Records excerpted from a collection
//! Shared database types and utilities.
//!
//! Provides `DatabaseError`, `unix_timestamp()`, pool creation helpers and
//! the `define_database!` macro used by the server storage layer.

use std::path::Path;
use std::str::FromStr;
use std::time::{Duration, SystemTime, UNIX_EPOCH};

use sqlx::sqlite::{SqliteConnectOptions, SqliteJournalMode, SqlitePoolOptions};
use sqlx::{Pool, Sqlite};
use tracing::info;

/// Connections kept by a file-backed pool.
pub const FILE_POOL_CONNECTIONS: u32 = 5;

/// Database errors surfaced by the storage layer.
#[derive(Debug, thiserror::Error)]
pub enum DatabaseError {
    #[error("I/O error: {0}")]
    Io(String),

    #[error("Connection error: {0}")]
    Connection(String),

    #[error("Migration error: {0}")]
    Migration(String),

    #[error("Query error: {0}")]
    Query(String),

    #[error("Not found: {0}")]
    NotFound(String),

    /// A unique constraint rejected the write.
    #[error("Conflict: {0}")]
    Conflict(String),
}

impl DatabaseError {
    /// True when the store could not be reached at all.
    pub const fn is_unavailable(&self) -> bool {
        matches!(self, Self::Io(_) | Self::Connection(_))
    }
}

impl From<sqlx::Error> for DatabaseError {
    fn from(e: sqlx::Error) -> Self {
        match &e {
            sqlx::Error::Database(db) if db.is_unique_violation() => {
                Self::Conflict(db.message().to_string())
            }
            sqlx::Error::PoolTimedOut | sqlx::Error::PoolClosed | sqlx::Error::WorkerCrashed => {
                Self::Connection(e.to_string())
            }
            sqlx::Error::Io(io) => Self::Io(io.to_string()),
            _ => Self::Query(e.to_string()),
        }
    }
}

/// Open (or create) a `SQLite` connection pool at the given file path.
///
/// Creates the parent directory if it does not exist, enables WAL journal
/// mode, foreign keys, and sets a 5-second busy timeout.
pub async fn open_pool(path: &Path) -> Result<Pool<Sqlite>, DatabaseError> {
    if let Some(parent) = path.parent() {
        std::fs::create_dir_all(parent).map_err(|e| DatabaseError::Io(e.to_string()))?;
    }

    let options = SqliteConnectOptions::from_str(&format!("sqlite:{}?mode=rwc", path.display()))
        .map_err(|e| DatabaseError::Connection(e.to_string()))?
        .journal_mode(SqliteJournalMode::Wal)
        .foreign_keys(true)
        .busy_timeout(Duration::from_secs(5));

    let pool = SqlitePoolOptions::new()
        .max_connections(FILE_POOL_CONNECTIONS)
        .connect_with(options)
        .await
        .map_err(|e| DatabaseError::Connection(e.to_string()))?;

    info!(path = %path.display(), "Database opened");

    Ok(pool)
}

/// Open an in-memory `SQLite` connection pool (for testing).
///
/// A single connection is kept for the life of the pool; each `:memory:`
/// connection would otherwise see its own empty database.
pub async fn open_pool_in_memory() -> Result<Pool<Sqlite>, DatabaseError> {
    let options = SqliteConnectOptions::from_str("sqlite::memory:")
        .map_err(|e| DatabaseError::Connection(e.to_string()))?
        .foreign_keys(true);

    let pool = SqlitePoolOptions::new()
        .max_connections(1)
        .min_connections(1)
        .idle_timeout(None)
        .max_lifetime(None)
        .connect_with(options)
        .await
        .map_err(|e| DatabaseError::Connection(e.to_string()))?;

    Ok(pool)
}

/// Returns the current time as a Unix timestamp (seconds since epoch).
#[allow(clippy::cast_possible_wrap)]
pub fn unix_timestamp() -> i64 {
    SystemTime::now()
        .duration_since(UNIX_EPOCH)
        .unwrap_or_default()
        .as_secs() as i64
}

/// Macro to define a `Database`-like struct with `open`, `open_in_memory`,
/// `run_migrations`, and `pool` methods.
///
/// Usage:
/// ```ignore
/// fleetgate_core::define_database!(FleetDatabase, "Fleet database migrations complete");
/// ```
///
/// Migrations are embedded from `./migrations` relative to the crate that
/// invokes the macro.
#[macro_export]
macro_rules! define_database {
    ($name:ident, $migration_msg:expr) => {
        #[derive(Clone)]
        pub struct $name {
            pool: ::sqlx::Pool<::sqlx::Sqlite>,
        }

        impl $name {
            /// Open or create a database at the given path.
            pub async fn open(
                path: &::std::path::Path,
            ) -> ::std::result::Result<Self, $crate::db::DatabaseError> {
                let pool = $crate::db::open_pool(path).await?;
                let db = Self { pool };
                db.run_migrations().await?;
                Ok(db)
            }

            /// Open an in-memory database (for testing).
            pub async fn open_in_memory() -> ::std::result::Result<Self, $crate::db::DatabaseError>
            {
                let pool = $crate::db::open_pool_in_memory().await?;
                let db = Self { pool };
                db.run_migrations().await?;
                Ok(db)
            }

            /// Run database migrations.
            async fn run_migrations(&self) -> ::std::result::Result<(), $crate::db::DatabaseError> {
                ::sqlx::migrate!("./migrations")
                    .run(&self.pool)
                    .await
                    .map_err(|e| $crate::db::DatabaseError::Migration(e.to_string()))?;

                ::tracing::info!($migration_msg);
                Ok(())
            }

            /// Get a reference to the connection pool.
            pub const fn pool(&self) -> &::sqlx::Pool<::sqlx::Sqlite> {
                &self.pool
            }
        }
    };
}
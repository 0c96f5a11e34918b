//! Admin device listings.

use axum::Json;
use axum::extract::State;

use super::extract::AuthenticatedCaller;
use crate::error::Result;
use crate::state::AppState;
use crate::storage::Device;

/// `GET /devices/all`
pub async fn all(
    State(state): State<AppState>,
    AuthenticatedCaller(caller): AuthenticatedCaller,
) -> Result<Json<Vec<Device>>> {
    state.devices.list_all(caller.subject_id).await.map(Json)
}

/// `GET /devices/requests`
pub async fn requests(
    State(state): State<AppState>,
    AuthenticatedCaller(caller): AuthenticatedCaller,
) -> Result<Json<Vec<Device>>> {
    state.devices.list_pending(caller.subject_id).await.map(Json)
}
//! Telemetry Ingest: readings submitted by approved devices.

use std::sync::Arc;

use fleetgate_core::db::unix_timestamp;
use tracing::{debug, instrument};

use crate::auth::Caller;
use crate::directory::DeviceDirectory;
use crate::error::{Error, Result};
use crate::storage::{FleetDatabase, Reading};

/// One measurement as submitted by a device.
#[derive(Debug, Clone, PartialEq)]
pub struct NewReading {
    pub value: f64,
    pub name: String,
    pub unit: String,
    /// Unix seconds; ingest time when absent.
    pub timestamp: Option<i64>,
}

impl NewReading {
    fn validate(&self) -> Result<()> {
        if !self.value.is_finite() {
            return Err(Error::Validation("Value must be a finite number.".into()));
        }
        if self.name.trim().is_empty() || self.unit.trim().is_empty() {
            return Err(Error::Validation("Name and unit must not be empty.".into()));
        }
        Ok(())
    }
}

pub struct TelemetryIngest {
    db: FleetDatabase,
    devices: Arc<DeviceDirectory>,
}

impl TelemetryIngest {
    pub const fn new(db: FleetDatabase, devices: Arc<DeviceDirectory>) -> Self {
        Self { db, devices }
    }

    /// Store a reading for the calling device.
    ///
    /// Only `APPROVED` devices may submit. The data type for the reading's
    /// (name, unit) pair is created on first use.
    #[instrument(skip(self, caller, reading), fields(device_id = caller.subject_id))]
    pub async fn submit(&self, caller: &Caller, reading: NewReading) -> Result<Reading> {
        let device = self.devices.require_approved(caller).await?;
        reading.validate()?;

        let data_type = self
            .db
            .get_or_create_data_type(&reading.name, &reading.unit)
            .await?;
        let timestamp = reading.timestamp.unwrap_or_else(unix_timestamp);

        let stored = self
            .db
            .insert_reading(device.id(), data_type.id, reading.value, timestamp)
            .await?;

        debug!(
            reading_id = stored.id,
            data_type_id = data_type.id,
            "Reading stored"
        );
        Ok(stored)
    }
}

**Your objective**
From the first line to the last, return the records unchanged.

**Reply to the task**
//! Shared database types and utilities.
//!
//! Provides `DatabaseError`, `unix_timestamp()`, pool creation helpers and
//! the `define_database!` macro used by the server storage layer.

use std::path::Path;
use std::str::FromStr;
use std::time::{Duration, SystemTime, UNIX_EPOCH};

use sqlx::sqlite::{SqliteConnectOptions, SqliteJournalMode, SqlitePoolOptions};
use sqlx::{Pool, Sqlite};
use tracing::info;

/// Connections kept by a file-backed pool.
pub const FILE_POOL_CONNECTIONS: u32 = 5;

/// Database errors surfaced by the storage layer.
#[derive(Debug, thiserror::Error)]
pub enum DatabaseError {
    #[error("I/O error: {0}")]
    Io(String),

    #[error("Connection error: {0}")]
    Connection(String),

    #[error("Migration error: {0}")]
    Migration(String),

    #[error("Query error: {0}")]
    Query(String),

    #[error("Not found: {0}")]
    NotFound(String),

    /// A unique constraint rejected the write.
    #[error("Conflict: {0}")]
    Conflict(String),
}

impl DatabaseError {
    /// True when the store could not be reached at all.
    pub const fn is_unavailable(&self) -> bool {
        matches!(self, Self::Io(_) | Self::Connection(_))
    }
}

impl From<sqlx::Error> for DatabaseError {
    fn from(e: sqlx::Error) -> Self {
        match &e {
            sqlx::Error::Database(db) if db.is_unique_violation() => {
                Self::Conflict(db.message().to_string())
            }
            sqlx::Error::PoolTimedOut | sqlx::Error::PoolClosed | sqlx::Error::WorkerCrashed => {
                Self::Connection(e.to_string())
            }
            sqlx::Error::Io(io) => Self::Io(io.to_string()),
            _ => Self::Query(e.to_string()),
        }
    }
}

/// Open (or create) a `SQLite` connection pool at the given file path.
///
/// Creates the parent directory if it does not exist, enables WAL journal
/// mode, foreign keys, and sets a 5-second busy timeout.
pub async fn open_pool(path: &Path) -> Result<Pool<Sqlite>, DatabaseError> {
    if let Some(parent) = path.parent() {
        std::fs::create_dir_all(parent).map_err(|e| DatabaseError::Io(e.to_string()))?;
    }

    let options = SqliteConnectOptions::from_str(&format!("sqlite:{}?mode=rwc", path.display()))
        .map_err(|e| DatabaseError::Connection(e.to_string()))?
        .journal_mode(SqliteJournalMode::Wal)
        .foreign_keys(true)
        .busy_timeout(Duration::from_secs(5));

    let pool = SqlitePoolOptions::new()
        .max_connections(FILE_POOL_CONNECTIONS)
        .connect_with(options)
        .await
        .map_err(|e| DatabaseError::Connection(e.to_string()))?;

    info!(path = %path.display(), "Database opened");

    Ok(pool)
}

/// Open an in-memory `SQLite` connection pool (for testing).
///
/// A single connection is kept for the life of the pool; each `:memory:`
/// connection would otherwise see its own empty database.
pub async fn open_pool_in_memory() -> Result<Pool<Sqlite>, DatabaseError> {
    let options = SqliteConnectOptions::from_str("sqlite::memory:")
        .map_err(|e| DatabaseError::Connection(e.to_string()))?
        .foreign_keys(true);

    let pool = SqlitePoolOptions::new()
        .max_connections(1)
        .min_connections(1)
        .idle_timeout(None)
        .max_lifetime(None)
        .connect_with(options)
        .await
        .map_err(|e| DatabaseError::Connection(e.to_string()))?;

    Ok(pool)
}

/// Returns the current time as a Unix timestamp (seconds since epoch).
#[allow(clippy::cast_possible_wrap)]
pub fn unix_timestamp() -> i64 {
    SystemTime::now()
        .duration_since(UNIX_EPOCH)
        .unwrap_or_default()
        .as_secs() as i64
}

/// Macro to define a `Database`-like struct with `open`, `open_in_memory`,
/// `run_migrations`, and `pool` methods.
///
/// Usage:
/// ```ignore
/// fleetgate_core::define_database!(FleetDatabase, "Fleet database migrations complete");
/// ```
///
/// Migrations are embedded from `./migrations` relative to the crate that
/// invokes the macro.
#[macro_export]
macro_rules! define_database {
    ($name:ident, $migration_msg:expr) => {
        #[derive(Clone)]
        pub struct $name {
            pool: ::sqlx::Pool<::sqlx::Sqlite>,
        }

        impl $name {
            /// Open or create a database at the given path.
            pub async fn open(
                path: &::std::path::Path,
            ) -> ::std::result::Result<Self, $crate::db::DatabaseError> {
                let pool = $crate::db::open_pool(path).await?;
                let db = Self { pool };
                db.run_migrations().await?;
                Ok(db)
            }

            /// Open an in-memory database (for testing).
            pub async fn open_in_memory() -> ::std::result::Result<Self, $crate::db::DatabaseError>
            {
                let pool = $crate::db::open_pool_in_memory().await?;
                let db = Self { pool };
                db.run_migrations().await?;
                Ok(db)
            }

            /// Run database migrations.
            async fn run_migrations(&self) -> ::std::result::Result<(), $crate::db::DatabaseError> {
                ::sqlx::migrate!("./migrations")
                    .run(&self.pool)
                    .await
                    .map_err(|e| $crate::db::DatabaseError::Migration(e.to_string()))?;

                ::tracing::info!($migration_msg);
                Ok(())
            }

            /// Get a reference to the connection pool.
            pub const fn pool(&self) -> &::sqlx::Pool<::sqlx::Sqlite> {
                &self.pool
            }
        }
    };
}
repository 0c96f5a11e34918b
//! Admin device listings.

use axum::Json;
use axum::extract::State;

use super::extract::AuthenticatedCaller;
use crate::error::Result;
use crate::state::AppState;
use crate::storage::Device;

/// `GET /devices/all`
pub async fn all(
    State(state): State<AppState>,
    AuthenticatedCaller(caller): AuthenticatedCaller,
) -> Result<Json<Vec<Device>>> {
    state.devices.list_all(caller.subject_id).await.map(Json)
}

/// `GET /devices/requests`
pub async fn requests(
    State(state): State<AppState>,
    AuthenticatedCaller(caller): AuthenticatedCaller,
) -> Result<Json<Vec<Device>>> {
    state.devices.list_pending(caller.subject_id).await.map(Json)
}
//! Telemetry Ingest: readings submitted by approved devices.

use std::sync::Arc;

use fleetgate_core::db::unix_timestamp;
use tracing::{debug, instrument};

use crate::auth::Caller;
use crate::directory::DeviceDirectory;
use crate::error::{Error, Result};
use crate::storage::{FleetDatabase, Reading};

/// One measurement as submitted by a device.
#[derive(Debug, Clone, PartialEq)]
pub struct NewReading {
    pub value: f64,
    pub name: String,
    pub unit: String,
    /// Unix seconds; ingest time when absent.
    pub timestamp: Option<i64>,
}

impl NewReading {
    fn validate(&self) -> Result<()> {
        if !self.value.is_finite() {
            return Err(Error::Validation("Value must be a finite number.".into()));
        }
        if self.name.trim().is_empty() || self.unit.trim().is_empty() {
            return Err(Error::Validation("Name and unit must not be empty.".into()));
        }
        Ok(())
    }
}

pub struct TelemetryIngest {
    db: FleetDatabase,
    devices: Arc<DeviceDirectory>,
}

impl TelemetryIngest {
    pub const fn new(db: FleetDatabase, devices: Arc<DeviceDirectory>) -> Self {
        Self { db, devices }
    }

    /// Store a reading for the calling device.
    ///
    /// Only `APPROVED` devices may submit. The data type for the reading's
    /// (name, unit) pair is created on first use.
    #[instrument(skip(self, caller, reading), fields(device_id = caller.subject_id))]
    pub async fn submit(&self, caller: &Caller, reading: NewReading) -> Result<Reading> {
        let device = self.devices.require_approved(caller).await?;
        reading.validate()?;

        let data_type = self
            .db
            .get_or_create_data_type(&reading.name, &reading.unit)
            .await?;
        let timestamp = reading.timestamp.unwrap_or_else(unix_timestamp);

        let stored = self
            .db
            .insert_reading(device.id(), data_type.id, reading.value, timestamp)
            .await?;

        debug!(
            reading_id = stored.id,
            data_type_id = data_type.id,
            "Reading stored"
        );
        Ok(stored)
    }
}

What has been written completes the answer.